A couple of recent cases that have attracted media attention raise vital issues of how a crime should be investigated and how it should be presented to court. In public interest I believe that the Aarushi trial and the Tejpal investigation, in particular, deserve to be dissected clinically and facts disseminated objectively. Or else, the common man will continue to be baffled by the mystique of criminal justice matters and fed with either total lies or half-truths by vested interests. Such a situation could eventually erode public faith in the system and result in injustice to the innocent and unlettered litigant.
The Aarushi case is unique in many ways. One of the victims was a teenager, who has been subjected to calumny after her death that linked her with a servant who was perhaps 30 years older. Worse was the turn in the episode which found the parents of the girl accused of her murder (as also of the servant) and convicted to life imprisonment.
While many members of the public hailed the verdict, I find there are a few who question the ‘overzealousness’ of the judge and consider his decision as a miscarriage of justice. This was because the judge had only circumstantial evidence. He still went ahead and fixed the blame on the parents. This was perhaps one of the few occasions in the history of criminal justice in the country when the standard of ‘conclusive proof’ was traded for ‘more than a reasonable proof’ in order to justify the convictions.

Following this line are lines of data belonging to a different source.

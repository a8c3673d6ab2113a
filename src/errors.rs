use std::error::Error;

/// Base trait for all engine-surfaced errors.
///
/// Mirrors the teacher crate's `KildError`: a stable string code for
/// programmatic handling by wire-protocol clients, plus a hint about
/// whether the failure is a user mistake or an internal fault.
pub trait CoreError: Error + Send + Sync + 'static {
    /// Error code for programmatic handling.
    fn error_code(&self) -> &'static str;

    /// Whether this error should be logged as a warning (user-caused)
    /// rather than an error (engine-internal).
    fn is_user_error(&self) -> bool {
        false
    }
}

/// Errors surfaced by the PTY driver, terminal model, and session broker.
#[derive(Debug, thiserror::Error)]
pub enum EngineError {
    #[error("failed to spawn child process: {0}")]
    SpawnFailed(String),

    #[error("failed to allocate pty: {0}")]
    PtyAllocFailed(String),

    #[error("pty write did not complete: {0}")]
    WriteShort(String),

    #[error("pty write failed: connection broken")]
    WriteBroken,

    #[error("pty resize failed: {0}")]
    ResizeFailed(String),

    #[error("invalid key name '{0}'")]
    BadKey(String),

    #[error("operation timed out")]
    TimedOut,

    #[error("child process has already exited")]
    ChildExited,

    #[error("subscriber queue overflowed and was closed")]
    SubscriberOverrun,

    #[error("malformed command: {0}")]
    ProtocolError(String),

    #[error("session '{0}' not found")]
    SessionNotFound(String),

    #[error("io error: {0}")]
    Io(#[from] std::io::Error),
}

impl CoreError for EngineError {
    fn error_code(&self) -> &'static str {
        match self {
            EngineError::SpawnFailed(_) => "SPAWN_FAILED",
            EngineError::PtyAllocFailed(_) => "PTY_ALLOC_FAILED",
            EngineError::WriteShort(_) => "WRITE_SHORT",
            EngineError::WriteBroken => "WRITE_BROKEN",
            EngineError::ResizeFailed(_) => "RESIZE_FAILED",
            EngineError::BadKey(_) => "BAD_KEY",
            EngineError::TimedOut => "TIMED_OUT",
            EngineError::ChildExited => "CHILD_EXITED",
            EngineError::SubscriberOverrun => "SUBSCRIBER_OVERRUN",
            EngineError::ProtocolError(_) => "PROTOCOL_ERROR",
            EngineError::SessionNotFound(_) => "SESSION_NOT_FOUND",
            EngineError::Io(_) => "IO_ERROR",
        }
    }

    fn is_user_error(&self) -> bool {
        matches!(
            self,
            EngineError::BadKey(_) | EngineError::ProtocolError(_) | EngineError::SessionNotFound(_)
        )
    }
}

/// Errors surfaced by the JSON-lines wire codec, kept distinct from
/// `EngineError::ProtocolError` (which covers bad in-process commands)
/// so a malformed line on the wire can be diagnosed separately from a
/// well-formed command with an invalid payload.
#[derive(Debug, thiserror::Error)]
pub enum WireError {
    #[error("malformed json on wire: {0}")]
    Malformed(#[from] serde_json::Error),

    #[error("io error on wire: {0}")]
    Io(#[from] std::io::Error),

    #[error("connection closed")]
    Closed,
}

impl CoreError for WireError {
    fn error_code(&self) -> &'static str {
        match self {
            WireError::Malformed(_) => "PROTOCOL_ERROR",
            WireError::Io(_) => "IO_ERROR",
            WireError::Closed => "CONNECTION_CLOSED",
        }
    }

    fn is_user_error(&self) -> bool {
        matches!(self, WireError::Malformed(_))
    }
}

pub type EngineResult<T> = Result<T, EngineError>;

#[cfg(test)]
mod tests {
    use super::*;

    #[test]
    fn error_codes_are_stable() {
        assert_eq!(EngineError::WriteBroken.error_code(), "WRITE_BROKEN");
        assert_eq!(
            EngineError::BadKey("Bogus".into()).error_code(),
            "BAD_KEY"
        );
        assert!(EngineError::BadKey("Bogus".into()).is_user_error());
        assert!(!EngineError::WriteBroken.is_user_error());
    }

    #[test]
    fn wire_error_maps_malformed_to_protocol_error() {
        let err: serde_json::Error = serde_json::from_str::<serde_json::Value>("{").unwrap_err();
        let wire = WireError::Malformed(err);
        assert_eq!(wire.error_code(), "PROTOCOL_ERROR");
        assert!(wire.is_user_error());
    }
}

Several legal pundits have referred to the many gaps in the prosecution story as reason why the accused should have been given benefit of the doubt. The judge in question is described as a man of undisputed integrity. What then impelled him to act the way he did?
One fundamental question: Is the complexity of modern crime persuading judges of our times not to seek absolute proof, but be content with more than reasonable proof that had no obvious holes or infirmities or an inexplicable break in the chain of events leading to the crime? I am inclined to believe that this is the philosophy that is slowly coming to influence trial court judges. A trial court judge enjoys the luxury of not being the final arbiter in such matters. There are at least two levels above him who could analyse the decision on appeal.

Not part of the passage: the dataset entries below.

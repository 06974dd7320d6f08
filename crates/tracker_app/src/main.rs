mod config;
mod logging;
mod texts;

use std::io::{self, BufRead};
use std::num::NonZeroU64;
use std::path::Path;
use std::sync::mpsc;
use std::thread;
use std::time::Duration;

use tracker_core::Registry;
use tracker_engine::{
    load_profile_lines, save_profile_lines, CycleOutcome, TrackerEvent, TrackerHandle,
    TrackerSettings,
};
use tracker_logging::{tracker_error, tracker_info};

use crate::texts::Language;

const PROFILE_FILENAME: &str = "profiles.txt";

fn main() {
    logging::initialize(logging::LogDestination::Both);

    let config = config::load(Path::new(config::CONFIG_FILENAME));
    let language = config.language;

    let mut registry = Registry::new();
    let loaded = registry.load_lines(&load_profile_lines(Path::new(PROFILE_FILENAME)));
    tracker_info!("Loaded {} tracked profiles from {}", loaded, PROFILE_FILENAME);

    let settings = TrackerSettings {
        vocabulary: config.vocabulary(),
        interval: config.interval(),
        ..TrackerSettings::default()
    };
    let handle = TrackerHandle::with_registry(settings, registry);

    // Stdin is read on its own thread so user input never waits on a fetch.
    let (line_tx, line_rx) = mpsc::channel::<String>();
    thread::spawn(move || {
        for line in io::stdin().lock().lines() {
            let Ok(line) = line else { break };
            if line_tx.send(line).is_err() {
                break;
            }
        }
    });

    println!("Commands: add <id>, interval <secs>, list, quit");
    loop {
        while let Some(TrackerEvent::CycleCompleted(outcome)) = handle.try_recv() {
            render_cycle(&outcome, language);
        }

        match line_rx.try_recv() {
            Ok(line) => {
                if !dispatch(&handle, line.trim()) {
                    break;
                }
            }
            Err(mpsc::TryRecvError::Empty) => {}
            Err(mpsc::TryRecvError::Disconnected) => break,
        }

        thread::sleep(Duration::from_millis(50));
    }

    save_registry(&handle);
}

fn render_cycle(outcome: &CycleOutcome, language: Language) {
    let stamp = chrono::Local::now().format("%Y-%m-%d %H:%M:%S");
    println!("--- cycle {} at {} ---", outcome.cycle, stamp);
    for status in &outcome.results {
        println!("{}", texts::status_line(&status.report, language));
    }
}

/// Handles one command line; returns false when the user asked to quit.
fn dispatch(handle: &TrackerHandle, line: &str) -> bool {
    let (command, rest) = match line.split_once(' ') {
        Some((command, rest)) => (command, rest.trim()),
        None => (line, ""),
    };

    match command {
        "" => {}
        "quit" | "exit" => return false,
        "add" => match handle.add_profile(rest) {
            Ok(reference) => {
                println!("Tracking {reference}");
                save_registry(handle);
            }
            Err(err) => println!("Cannot add profile: {err}"),
        },
        "interval" => match rest.parse::<u64>().ok().and_then(NonZeroU64::new) {
            Some(interval) => {
                handle.set_interval(interval);
                println!("Interval set to {interval}s (from the next cycle)");
            }
            None => println!("Usage: interval <seconds>, seconds > 0"),
        },
        "list" => {
            for reference in handle.tracked() {
                println!("{reference}");
            }
        }
        _ => println!("Commands: add <id>, interval <secs>, list, quit"),
    }
    true
}

fn save_registry(handle: &TrackerHandle) {
    if let Err(err) = save_profile_lines(Path::new(PROFILE_FILENAME), &handle.dump_lines()) {
        tracker_error!("Failed to save {}: {}", PROFILE_FILENAME, err);
        println!("Warning: could not save the profile list: {err}");
    }
}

In the Tejpal case, there is a not unjustified feeling that the whole matter had been politicized. But then there is the public perception that the police had been unduly lenient in not effecting the arrest in the days following the FIR that had been filed suo motu, instead of waiting for the complainant to take the initiative. It is common experience the world over, that when a serious complaint of murder or rape is levelled against a known person, the latter is immediately taken into custody and questioned.

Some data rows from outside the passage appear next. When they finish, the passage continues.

/// Display name used when the profile page carries no recognizable name.
pub const UNKNOWN_DISPLAY_NAME: &str = "Unknown";

/// Presence classification for one profile in one poll cycle.
#[derive(Debug, Clone, PartialEq, Eq)]
pub enum StatusKind {
    /// In-game, with the game name as shown on the page.
    Playing(String),
    /// Online but not in a game.
    OnlineIdle,
    Offline,
    /// Page fetched but its markup matched no known shape.
    Unknown,
    /// The page could not be fetched at all this cycle.
    FetchFailed(String),
}

/// One profile's status as observed in one cycle. Never persisted; a fresh
/// report supersedes it on the next cycle.
#[derive(Debug, Clone, PartialEq, Eq)]
pub struct StatusReport {
    pub display_name: String,
    pub kind: StatusKind,
}

impl StatusReport {
    pub fn new(display_name: impl Into<String>, kind: StatusKind) -> Self {
        Self {
            display_name: display_name.into(),
            kind,
        }
    }

    /// Report for an entry whose fetch failed; no page means no name.
    pub fn fetch_failed(detail: impl Into<String>) -> Self {
        Self {
            display_name: UNKNOWN_DISPLAY_NAME.to_string(),
            kind: StatusKind::FetchFailed(detail.into()),
        }
    }
}

/// Keyword sets used to classify the free-text online-status marker.
///
/// The source site renders the marker in the viewer's language, so the
/// vocabulary is injectable rather than hardcoded. The default covers the
/// two languages the site is known to serve for anonymous requests.
#[derive(Debug, Clone, PartialEq, Eq)]
pub struct StatusVocabulary {
    pub online: Vec<String>,
    pub offline: Vec<String>,
}

impl StatusVocabulary {
    pub fn matches_online(&self, text: &str) -> bool {
        self.online.iter().any(|keyword| text.contains(keyword.as_str()))
    }

    pub fn matches_offline(&self, text: &str) -> bool {
        self.offline.iter().any(|keyword| text.contains(keyword.as_str()))
    }
}

impl Default for StatusVocabulary {
    fn default() -> Self {
        Self {
            online: vec!["Online".to_string(), "В сети".to_string()],
            offline: vec!["Offline".to_string(), "Не в сети".to_string()],
        }
    }
}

The other nagging fear is whether the Indian police are effecting more arrests than necessary?
While this may not strictly apply in this case, the overwhelming feeling is that the police in our country are trigger-happy, especially when egged on by a political class that is at the helm of affairs. Contentious as these issues are and which form the basis for a lively public debate, subjectivity in criminal justice decisions seems an inescapable evil.